In 1992, the club's survival was threatened by a bankruptcy. The team saved itself from relegation to the 1. Liga (season 1992-1993). The season 1993-1994 saw participation in the finals to access the national League A, finals played in five games against Rapperswil, the latter winning it over. At the beginning of the 1994-1995 season, Lausanne Hockey Club was designated as the Nationalliga B favorite to access the NLA. Against GCK Lions during the finals and after five games, the decisive match was won by Lausanne 8 to 0. In the 1995-1996 season, after a series of losses the club decided to fire their head coach. The change didn't prevent Lausanne from being relegated to NLB at the end of the season. During the following four seasons, the LHC occupied the middle of the NLB ranking until 2000-2001 when they were at the head of the championship during almost the whole season. Lausanne won the title of champion of NLB and defeated HC La Chaux-de-Fonds for the promotion games. Winning against the HCC in six matches, LHC was back in NLA for the 2001-2002 season.
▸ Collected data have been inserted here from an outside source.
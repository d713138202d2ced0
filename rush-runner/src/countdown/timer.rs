//! The single periodic countdown task.

use std::future::Future;

use tokio::task::JoinHandle;

/// Owner of the one active countdown task.
///
/// Starting a new task always stops the previous one first, so two
/// countdowns can never tick concurrently.
#[derive(Debug, Default)]
pub struct CountdownTimer {
    handle: Option<JoinHandle<()>>,
}

impl CountdownTimer {
    pub fn new() -> Self {
        Self::default()
    }

    /// Stop the current task (if any) and spawn `task` in its place.
    ///
    /// Must be called from within a Tokio runtime.
    pub fn restart<F>(&mut self, task: F)
    where
        F: Future<Output = ()> + Send + 'static,
    {
        self.stop();
        self.handle = Some(tokio::spawn(task));
    }

    /// Cancel the current task.
    pub fn stop(&mut self) {
        if let Some(handle) = self.handle.take() {
            handle.abort();
        }
    }

    /// Returns true while a task is spawned and has not finished.
    pub fn is_running(&self) -> bool {
        self.handle.as_ref().is_some_and(|h| !h.is_finished())
    }
}

impl Drop for CountdownTimer {
    fn drop(&mut self) {
        self.stop();
    }
}
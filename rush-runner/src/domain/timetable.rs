//! Per-station timetable keyed by day-type.

use std::collections::HashMap;

use super::{DayType, Departure};

/// Departures for one station, grouped by day-type.
///
/// Each day-type's departures are kept in schedule order (ascending by
/// time of day). The order is established at construction, so callers may
/// rely on `departures(day)[0]` being the first train of the day.
#[derive(Debug, Clone, Default, PartialEq, Eq)]
pub struct Timetable {
    by_day: HashMap<DayType, Vec<Departure>>,
}

impl Timetable {
    /// Create an empty timetable.
    pub fn new() -> Self {
        Self::default()
    }

    /// Set the departures for a day-type, sorting them into schedule order.
    ///
    /// The sort is stable: departures at the same minute keep their input
    /// order. Returns `true` if the input was already in schedule order.
    pub fn insert(&mut self, day_type: DayType, mut departures: Vec<Departure>) -> bool {
        let was_sorted = departures.is_sorted_by_key(|d| d.time);
        if !was_sorted {
            departures.sort_by_key(|d| d.time);
        }
        self.by_day.insert(day_type, departures);
        was_sorted
    }

    /// Builder-style variant of [`Timetable::insert`].
    pub fn with(mut self, day_type: DayType, departures: Vec<Departure>) -> Self {
        self.insert(day_type, departures);
        self
    }

    /// Departures for a day-type in schedule order.
    ///
    /// A day-type with no data yields an empty slice.
    pub fn departures(&self, day_type: DayType) -> &[Departure] {
        self.by_day
            .get(&day_type)
            .map(Vec::as_slice)
            .unwrap_or_default()
    }

    /// The first departure of the day for a day-type.
    pub fn first(&self, day_type: DayType) -> Option<&Departure> {
        self.departures(day_type).first()
    }

    /// Returns true if no day-type has any departures.
    pub fn is_empty(&self) -> bool {
        self.by_day.values().all(Vec::is_empty)
    }
}

#[cfg(test)]
mod tests {
    use super::*;
    use crate::domain::DepartureTime;

    fn dep(hhmm: &str, dest: &str) -> Departure {
        Departure::new("Local", dest, DepartureTime::parse_hhmm(hhmm).unwrap())
    }

    #[test]
    fn missing_day_type_is_empty() {
        let tt = Timetable::new().with(DayType::Weekday, vec![dep("06:00", "A")]);
        assert!(tt.departures(DayType::Holiday).is_empty());
        assert!(tt.first(DayType::Holiday).is_none());
        assert!(!tt.is_empty());
    }

    #[test]
    fn insert_sorts_unsorted_input() {
        let mut tt = Timetable::new();
        let sorted = tt.insert(
            DayType::Weekday,
            vec![dep("08:00", "C"), dep("06:00", "A"), dep("07:00", "B")],
        );
        assert!(!sorted);

        let dests: Vec<_> = tt
            .departures(DayType::Weekday)
            .iter()
            .map(|d| d.destination.as_str())
            .collect();
        assert_eq!(dests, ["A", "B", "C"]);
    }

    #[test]
    fn insert_keeps_order_of_equal_times() {
        let mut tt = Timetable::new();
        let sorted = tt.insert(
            DayType::Holiday,
            vec![dep("06:00", "first"), dep("06:00", "second")],
        );
        assert!(sorted);
        assert_eq!(tt.first(DayType::Holiday).unwrap().destination, "first");
    }

    #[test]
    fn empty_lists_count_as_empty() {
        let tt = Timetable::new()
            .with(DayType::Weekday, vec![])
            .with(DayType::Holiday, vec![]);
        assert!(tt.is_empty());
    }
}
After a relegation in the 2004–05 season, Lausanne played the role of “favorite” for the other teams of the NLB. In April 2007, Canadians Barry Alter and Ken Lockett were introduced to the public as new majority owners of the club to help the club through financial difficulties. With the introduction of former coach Jim Koleff to the ownership group, later represented by his wife following his death, Lausanne was also backed by Hugh Quennec with interest already in fellow professional club, Genève-Servette HC.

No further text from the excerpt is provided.